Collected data
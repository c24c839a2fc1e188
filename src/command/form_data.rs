use std::fmt;
use std::sync::LazyLock;

use regex::Regex;
use serde::de::{MapAccess, Visitor};
use serde::ser::SerializeMap;
use serde::{Deserialize, Deserializer, Serialize, Serializer};

static COLON_PAIR: LazyLock<Regex> =
    LazyLock::new(|| Regex::new(r"(\w+)\s*:\s*([^,]+)").expect("valid colon pair regex"));
static EQUALS_PAIR: LazyLock<Regex> =
    LazyLock::new(|| Regex::new(r"(\w+)\s*=\s*([^,]+)").expect("valid equals pair regex"));

/// Field name → value map that remembers insertion order.
///
/// Keys are trimmed and lower-cased on insertion; inserting an existing key
/// replaces its value in place.
#[derive(Debug, Clone, Default, PartialEq, Eq)]
pub struct FormData {
    entries: Vec<(String, String)>,
}

impl FormData {
    pub fn new() -> Self {
        Self::default()
    }

    pub fn insert(&mut self, key: impl AsRef<str>, value: impl Into<String>) {
        let key = normalize_key(key.as_ref());
        let value = value.into();
        match self.entries.iter_mut().find(|(k, _)| *k == key) {
            Some(entry) => entry.1 = value,
            None => self.entries.push((key, value)),
        }
    }

    pub fn get(&self, key: &str) -> Option<&str> {
        let key = normalize_key(key);
        self.entries
            .iter()
            .find(|(k, _)| *k == key)
            .map(|(_, v)| v.as_str())
    }

    pub fn len(&self) -> usize {
        self.entries.len()
    }

    pub fn is_empty(&self) -> bool {
        self.entries.is_empty()
    }

    pub fn iter(&self) -> impl Iterator<Item = (&str, &str)> {
        self.entries.iter().map(|(k, v)| (k.as_str(), v.as_str()))
    }
}

fn normalize_key(key: &str) -> String {
    key.trim().to_lowercase()
}

impl<K: AsRef<str>, V: Into<String>> FromIterator<(K, V)> for FormData {
    fn from_iter<I: IntoIterator<Item = (K, V)>>(iter: I) -> Self {
        let mut form = FormData::new();
        for (key, value) in iter {
            form.insert(key, value);
        }
        form
    }
}

impl Serialize for FormData {
    fn serialize<S: Serializer>(&self, serializer: S) -> Result<S::Ok, S::Error> {
        let mut map = serializer.serialize_map(Some(self.entries.len()))?;
        for (key, value) in &self.entries {
            map.serialize_entry(key, value)?;
        }
        map.end()
    }
}

impl<'de> Deserialize<'de> for FormData {
    fn deserialize<D: Deserializer<'de>>(deserializer: D) -> Result<Self, D::Error> {
        struct FormDataVisitor;

        impl<'de> Visitor<'de> for FormDataVisitor {
            type Value = FormData;

            fn expecting(&self, f: &mut fmt::Formatter<'_>) -> fmt::Result {
                f.write_str("a map of field names to string values")
            }

            fn visit_map<A: MapAccess<'de>>(self, mut access: A) -> Result<FormData, A::Error> {
                let mut form = FormData::new();
                while let Some((key, value)) = access.next_entry::<String, String>()? {
                    form.insert(key, value);
                }
                Ok(form)
            }
        }

        deserializer.deserialize_map(FormDataVisitor)
    }
}

/// Parses loosely formatted field data.
///
/// Formats are tried in priority order and the first one that yields any
/// pair wins:
/// 1. `name: John, email: a@b.c`
/// 2. `name=John, email=a@b.c`
/// 3. `name John email a@b.c` (whitespace-alternating key/value tokens)
pub fn parse_form_data(text: &str) -> FormData {
    if let Some(form) = parse_delimited(&COLON_PAIR, text) {
        return form;
    }
    if let Some(form) = parse_delimited(&EQUALS_PAIR, text) {
        return form;
    }
    parse_space_pairs(text)
}

fn parse_delimited(pattern: &Regex, text: &str) -> Option<FormData> {
    let mut matched = false;
    let mut form = FormData::new();
    for caps in pattern.captures_iter(text) {
        matched = true;
        let key = caps[1].trim();
        let value = caps[2].trim();
        if !key.is_empty() && !value.is_empty() {
            form.insert(key, value);
        }
    }
    matched.then_some(form)
}

fn parse_space_pairs(text: &str) -> FormData {
    let words: Vec<&str> = text.split_whitespace().collect();
    let mut form = FormData::new();
    for pair in words.chunks_exact(2) {
        let key: String = pair[0]
            .to_lowercase()
            .chars()
            .filter(|c| c.is_ascii_lowercase() || c.is_ascii_digit())
            .collect();
        let value = pair[1].trim_end_matches(',');
        if !key.is_empty() && !value.is_empty() {
            form.insert(key, value);
        }
    }
    form
}

#[cfg(test)]
mod tests {
    use super::*;

    fn pairs(form: &FormData) -> Vec<(&str, &str)> {
        form.iter().collect()
    }

    #[test]
    fn colon_format() {
        let form = parse_form_data("name: John Doe, email: jd@example.com");
        assert_eq!(pairs(&form), vec![("name", "John Doe"), ("email", "jd@example.com")]);
    }

    #[test]
    fn colon_value_keeps_later_colons() {
        let form = parse_form_data("website: https://example.com, age: 30");
        assert_eq!(form.get("website"), Some("https://example.com"));
        assert_eq!(form.get("age"), Some("30"));
    }

    #[test]
    fn equals_format_never_uses_colon_parsing() {
        let form = parse_form_data("a=1,b=2");
        assert_eq!(pairs(&form), vec![("a", "1"), ("b", "2")]);
    }

    #[test]
    fn colon_takes_priority_over_equals() {
        let form = parse_form_data("a: x=1");
        assert_eq!(pairs(&form), vec![("a", "x=1")]);
    }

    #[test]
    fn space_pairs_only_without_delimiters() {
        let form = parse_form_data("Name John, email test@gmail.com");
        assert_eq!(pairs(&form), vec![("name", "John"), ("email", "test@gmail.com")]);
    }

    #[test]
    fn space_pairs_drop_trailing_odd_token() {
        let form = parse_form_data("city Paris lonely");
        assert_eq!(pairs(&form), vec![("city", "Paris")]);
    }

    #[test]
    fn reparsing_serialized_reconstruction_is_stable() {
        let form = parse_form_data("a: 1, b: 2");
        let rebuilt = form
            .iter()
            .map(|(k, v)| format!("{k}: {v}"))
            .collect::<Vec<_>>()
            .join(", ");
        assert_eq!(parse_form_data(&rebuilt), form);
    }

    #[test]
    fn keys_are_normalized_and_duplicates_replace() {
        let mut form = FormData::new();
        form.insert(" Email ", "a@b.c");
        form.insert("EMAIL", "x@y.z");
        assert_eq!(form.len(), 1);
        assert_eq!(form.get("email"), Some("x@y.z"));
    }

    #[test]
    fn json_keeps_document_order() {
        let form: FormData = serde_json::from_str(r#"{"zeta":"1","alpha":"2"}"#).unwrap();
        assert_eq!(pairs(&form), vec![("zeta", "1"), ("alpha", "2")]);
        assert_eq!(serde_json::to_string(&form).unwrap(), r#"{"zeta":"1","alpha":"2"}"#);
    }
}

#### Work task:
Copy the entries above exactly, so that each line matches the original.

#### Exercise answer:
repository c24c839a2fc1e188
filename src/command/form_data.rs
use std::fmt;
use std::sync::LazyLock;

use regex::Regex;
use serde::de::{MapAccess, Visitor};
use serde::ser::SerializeMap;
use serde::{Deserialize, Deserializer, Serialize, Serializer};

static COLON_PAIR: LazyLock<Regex> =
    LazyLock::new(|| Regex::new(r"(\w+)\s*:\s*([^,]+)").expect("valid colon pair regex"));
static EQUALS_PAIR: LazyLock<Regex> =
    LazyLock::new(|| Regex::new(r"(\w+)\s*=\s*([^,]+)").expect("valid equals pair regex"));

/// Field name → value map that remembers insertion order.
///
/// Keys are trimmed and lower-cased on insertion; inserting an existing key
/// replaces its value in place.
#[derive(Debug, Clone, Default, PartialEq, Eq)]
pub struct FormData {
    entries: Vec<(String, String)>,
}

impl FormData {
    pub fn new() -> Self {
        Self::default()
    }

    pub fn insert(&mut self, key: impl AsRef<str>, value: impl Into<String>) {
        let key = normalize_key(key.as_ref());
        let value = value.into();
        match self.entries.iter_mut().find(|(k, _)| *k == key) {
            Some(entry) => entry.1 = value,
            None => self.entries.push((key, value)),
        }
    }

    pub fn get(&self, key: &str) -> Option<&str> {
        let key = normalize_key(key);
        self.entries
            .iter()
            .find(|(k, _)| *k == key)
            .map(|(_, v)| v.as_str())
    }

    pub fn len(&self) -> usize {
        self.entries.len()
    }

    pub fn is_empty(&self) -> bool {
        self.entries.is_empty()
    }

    pub fn iter(&self) -> impl Iterator<Item = (&str, &str)> {
        self.entries.iter().map(|(k, v)| (k.as_str(), v.as_str()))
    }
}

fn normalize_key(key: &str) -> String {
    key.trim().to_lowercase()
}

impl<K: AsRef<str>, V: Into<String>> FromIterator<(K, V)> for FormData {
    fn from_iter<I: IntoIterator<Item = (K, V)>>(iter: I) -> Self {
        let mut form = FormData::new();
        for (key, value) in iter {
            form.insert(key, value);
        }
        form
    }
}

impl Serialize for FormData {
    fn serialize<S: Serializer>(&self, serializer: S) -> Result<S::Ok, S::Error> {
        let mut map = serializer.serialize_map(Some(self.entries.len()))?;
        for (key, value) in &self.entries {
            map.serialize_entry(key, value)?;
        }
        map.end()
    }
}

impl<'de> Deserialize<'de> for FormData {
    fn deserialize<D: Deserializer<'de>>(deserializer: D) -> Result<Self, D::Error> {
        struct FormDataVisitor;

        impl<'de> Visitor<'de> for FormDataVisitor {
            type Value = FormData;

            fn expecting(&self, f: &mut fmt::Formatter<'_>) -> fmt::Result {
                f.write_str("a map of field names to string values")
            }

            fn visit_map<A: MapAccess<'de>>(self, mut access: A) -> Result<FormData, A::Error> {
                let mut form = FormData::new();
                while let Some((key, value)) = access.next_entry::<String, String>()? {
                    form.insert(key, value);
                }
                Ok(form)
            }
        }

        deserializer.deserialize_map(FormDataVisitor)
    }
}

/// Parses loosely formatted field data.
///
/// Formats are tried in priority order and the first one that yields any
/// pair wins:
/// 1. `name: John, email: a@b.c`
/// 2. `name=John, email=a@b.c`
/// 3. `name John email a@b.c` (whitespace-alternating key/value tokens)
pub fn parse_form_data(text: &str) -> FormData {
    if let Some(form) = parse_delimited(&COLON_PAIR, text) {
        return form;
    }
    if let Some(form) = parse_delimited(&EQUALS_PAIR, text) {
        return form;
    }
    parse_space_pairs(text)
}

fn parse_delimited(pattern: &Regex, text: &str) -> Option<FormData> {
    let mut matched = false;
    let mut form = FormData::new();
    for caps in pattern.captures_iter(text) {
        matched = true;
        let key = caps[1].trim();
        let value = caps[2].trim();
        if !key.is_empty() && !value.is_empty() {
            form.insert(key, value);
        }
    }
    matched.then_some(form)
}

fn parse_space_pairs(text: &str) -> FormData {
    let words: Vec<&str> = text.split_whitespace().collect();
    let mut form = FormData::new();
    for pair in words.chunks_exact(2) {
        let key: String = pair[0]
            .to_lowercase()
            .chars()
            .filter(|c| c.is_ascii_lowercase() || c.is_ascii_digit())
            .collect();
        let value = pair[1].trim_end_matches(',');
        if !key.is_empty() && !value.is_empty() {
            form.insert(key, value);
        }
    }
    form
}

#[cfg(test)]
mod tests {
    use super::*;

    fn pairs(form: &FormData) -> Vec<(&str, &str)> {
        form.iter().collect()
    }

    #[test]
    fn colon_format() {
        let form = parse_form_data("name: John Doe, email: jd@example.com");
        assert_eq!(pairs(&form), vec![("name", "John Doe"), ("email", "jd@example.com")]);
    }

    #[test]
    fn colon_value_keeps_later_colons() {
        let form = parse_form_data("website: https://example.com, age: 30");
        assert_eq!(form.get("website"), Some("https://example.com"));
        assert_eq!(form.get("age"), Some("30"));
    }

    #[test]
    fn equals_format_never_uses_colon_parsing() {
        let form = parse_form_data("a=1,b=2");
        assert_eq!(pairs(&form), vec![("a", "1"), ("b", "2")]);
    }

    #[test]
    fn colon_takes_priority_over_equals() {
        let form = parse_form_data("a: x=1");
        assert_eq!(pairs(&form), vec![("a", "x=1")]);
    }

    #[test]
    fn space_pairs_only_without_delimiters() {
        let form = parse_form_data("Name John, email test@gmail.com");
        assert_eq!(pairs(&form), vec![("name", "John"), ("email", "test@gmail.com")]);
    }

    #[test]
    fn space_pairs_drop_trailing_odd_token() {
        let form = parse_form_data("city Paris lonely");
        assert_eq!(pairs(&form), vec![("city", "Paris")]);
    }

    #[test]
    fn reparsing_serialized_reconstruction_is_stable() {
        let form = parse_form_data("a: 1, b: 2");
        let rebuilt = form
            .iter()
            .map(|(k, v)| format!("{k}: {v}"))
            .collect::<Vec<_>>()
            .join(", ");
        assert_eq!(parse_form_data(&rebuilt), form);
    }

    #[test]
    fn keys_are_normalized_and_duplicates_replace() {
        let mut form = FormData::new();
        form.insert(" Email ", "a@b.c");
        form.insert("EMAIL", "x@y.z");
        assert_eq!(form.len(), 1);
        assert_eq!(form.get("email"), Some("x@y.z"));
    }

    #[test]
    fn json_keeps_document_order() {
        let form: FormData = serde_json::from_str(r#"{"zeta":"1","alpha":"2"}"#).unwrap();
        assert_eq!(pairs(&form), vec![("zeta", "1"), ("alpha", "2")]);
        assert_eq!(serde_json::to_string(&form).unwrap(), r#"{"zeta":"1","alpha":"2"}"#);
    }
}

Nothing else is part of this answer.